Sementara, Israel beda prinsipnya: emang gue pikirin rakyat. Masalah teritorial pun masih terdapat kemungkinan dicari penggantinya. Itulah karakter dasar manusia Yahudi, apalagi Zionis, yang arogan, culas dan sederet karakter “iblis” lainnya yang menyatu dalam diri bangsa Zionis itu.

Maka, menyaksikan penggempuran Iran yang memporakpadakan berbagai belahan negeri Israel dipandang hanya sebagai risiko logis berperang. Para petinggi Israel tak peduli dengan pemandangan hancurnya gedung-gedung megah yang kini berubah menjadi puing-puing yang berserakan di berbagai kota atau wilayah di Israel. Daerah strategis militer Israel, Kirya (seperti Pentagon di AS) pun hancur. Maka, dari sisi militer, Israel telah kehilangan basis pertahanan yang diandalkan.

Kita saksikan, serangan Iran yang sangat ofensif itu belum menggerakkan Netanyahu untuk menunjukkan sinyal menyerah. Dengan diselimuti hati sombongnya, Netanyahu hanya memohon kesediaan Iran untuk berunding: gencatan senjata. Sementara, Iran berprinsip: tak ada genjatan senjata tanpa kemerdekaan Palestina. Sulit dicapai titik temu.

Karena itu, Iran terus mengirim rudal-rudal balistik dan hypersonicnya ke wilayah Israel. Sekali lagi, rakyat Israel yang berhamburan menyelamatkan diri ke daerah pegunungan dan bahkan ke luar negeri tidak dilihat sebagaimana mestinya. Dalam hal ini Netanyahu sama persis dengan para perdana menteri pendahulunya seperti Ariel Sharon, Yitzak Shamir, Yitzak Rabin, Golda Meir yang tak pernah mempertimbangkan masalah kemanusiaan.

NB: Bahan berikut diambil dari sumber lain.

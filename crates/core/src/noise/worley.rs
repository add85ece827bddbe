//! Worley (cellular) noise on a toroidal feature-point lattice.
//!
//! The lattice holds one jittered feature point per cell of a
//! `GRID_SIZE³` grid. It is built once per construction; sampling only
//! reads it.

use super::Noise;
use glam::DVec3;

/// Cells per axis. The noise repeats with this period on every axis.
pub const GRID_SIZE: usize = 32;

/// Normalization divisor for the minimum Manhattan distance.
///
/// The nearest feature point is never farther than the one in the query's
/// own cell, which is at most 3 away, so results stay in [0, 1].
const DISTANCE_NORM: f64 = 3.0;

/// Cellular noise: the Manhattan distance to the nearest feature point,
/// divided by 3.
#[derive(Clone)]
pub struct WorleyNoise {
    points: Vec<DVec3>,
}

impl WorleyNoise {
    /// Builds the full `GRID_SIZE³` lattice, jittering each feature point
    /// inside its cell by a hash of the cell coordinates and `seed`.
    pub fn new(seed: u64) -> Self {
        let n = GRID_SIZE;
        let mut points = Vec::with_capacity(n * n * n);
        for cz in 0..n {
            for cy in 0..n {
                for cx in 0..n {
                    let cell = DVec3::new(cx as f64, cy as f64, cz as f64);
                    points.push(cell + jitter(seed, [cx, cy, cz]));
                }
            }
        }
        Self { points }
    }

    /// Feature point of a cell given in-range cell indices.
    fn feature_point(&self, [cx, cy, cz]: [usize; 3]) -> Option<DVec3> {
        let n = GRID_SIZE;
        self.points.get((cz * n + cy) * n + cx).copied()
    }
}

/// SplitMix64 finalizer.
fn mix64(mut z: u64) -> u64 {
    z = z.wrapping_add(0x9E37_79B9_7F4A_7C15);
    z = (z ^ (z >> 30)).wrapping_mul(0xBF58_476D_1CE4_E5B9);
    z = (z ^ (z >> 27)).wrapping_mul(0x94D0_49BB_1331_11EB);
    z ^ (z >> 31)
}

/// Offset in [0, 1)³ for a cell, a pure function of the seed and coordinates.
fn jitter(seed: u64, [cx, cy, cz]: [usize; 3]) -> DVec3 {
    let key = seed
        ^ (cx as u64).wrapping_mul(0x8CB9_2BA7_2F3D_8DD7)
        ^ (cy as u64).wrapping_mul(0xD6E8_FEB8_6659_FD93)
        ^ (cz as u64).wrapping_mul(0xA076_1D64_78BD_642F);
    let a = mix64(key);
    let b = mix64(a);
    let c = mix64(b);
    let unit = |h: u64| (h >> 11) as f64 / (1u64 << 53) as f64;
    DVec3::new(unit(a), unit(b), unit(c))
}

impl Noise for WorleyNoise {
    fn sample(&self, x: f64, y: f64, z: f64) -> f64 {
        let period = GRID_SIZE as f64;
        let p = DVec3::new(
            x.rem_euclid(period),
            y.rem_euclid(period),
            z.rem_euclid(period),
        );
        if p.is_nan() {
            return f64::NAN;
        }

        let base = p.floor();
        let (bx, by, bz) = (base.x as i64, base.y as i64, base.z as i64);
        let n = GRID_SIZE as i64;
        let mut nearest = f64::INFINITY;

        for dz in -1..=1 {
            for dy in -1..=1 {
                for dx in -1..=1 {
                    let neighbour = [bx + dx, by + dy, bz + dz];
                    let wrapped = neighbour.map(|c| c.rem_euclid(n));
                    let Some(point) = self.feature_point(wrapped.map(|c| c as usize)) else {
                        continue;
                    };
                    // Move the stored point to the unwrapped neighbour so
                    // distances across the seam are measured correctly.
                    let shift = DVec3::new(
                        (neighbour[0] - wrapped[0]) as f64,
                        (neighbour[1] - wrapped[1]) as f64,
                        (neighbour[2] - wrapped[2]) as f64,
                    );
                    let d = (point + shift - p).abs().element_sum();
                    nearest = nearest.min(d);
                }
            }
        }

        nearest / DISTANCE_NORM
    }
}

Jangankan nasib bangsa Palestina, anak bangsanya sendiri pun tidak dilihat. Di mata para tokoh Zionis itu, “Palestina tak ada”. Kalimat yang pernah ditegaskan Perdana Menteri pertama Israel, Golda Meir, pada 1948 ini menggariskan sikap politik luar negerinya: sepanjang masih ada perjuangan for Palestine, maka harus dimusnahkan, tidak hanya dengan senjata, tapi juga kekuatan politik diplomatiknya.

Menggarisbawahi pendirian politik manusia-manusia Zionis itu, maka kecil kemungkinannya Israel saat ini akan melemparkan handuk sebagai tanda menyerah, apalagi salah satu prasyarat yang ditawarkan Iran adalah menarik seluruh pasukannya dari wilayah administratif Palestina saat ini. Dan hal menjadi pintu masuk untuk Palestina menyatakan kemerdekaannya.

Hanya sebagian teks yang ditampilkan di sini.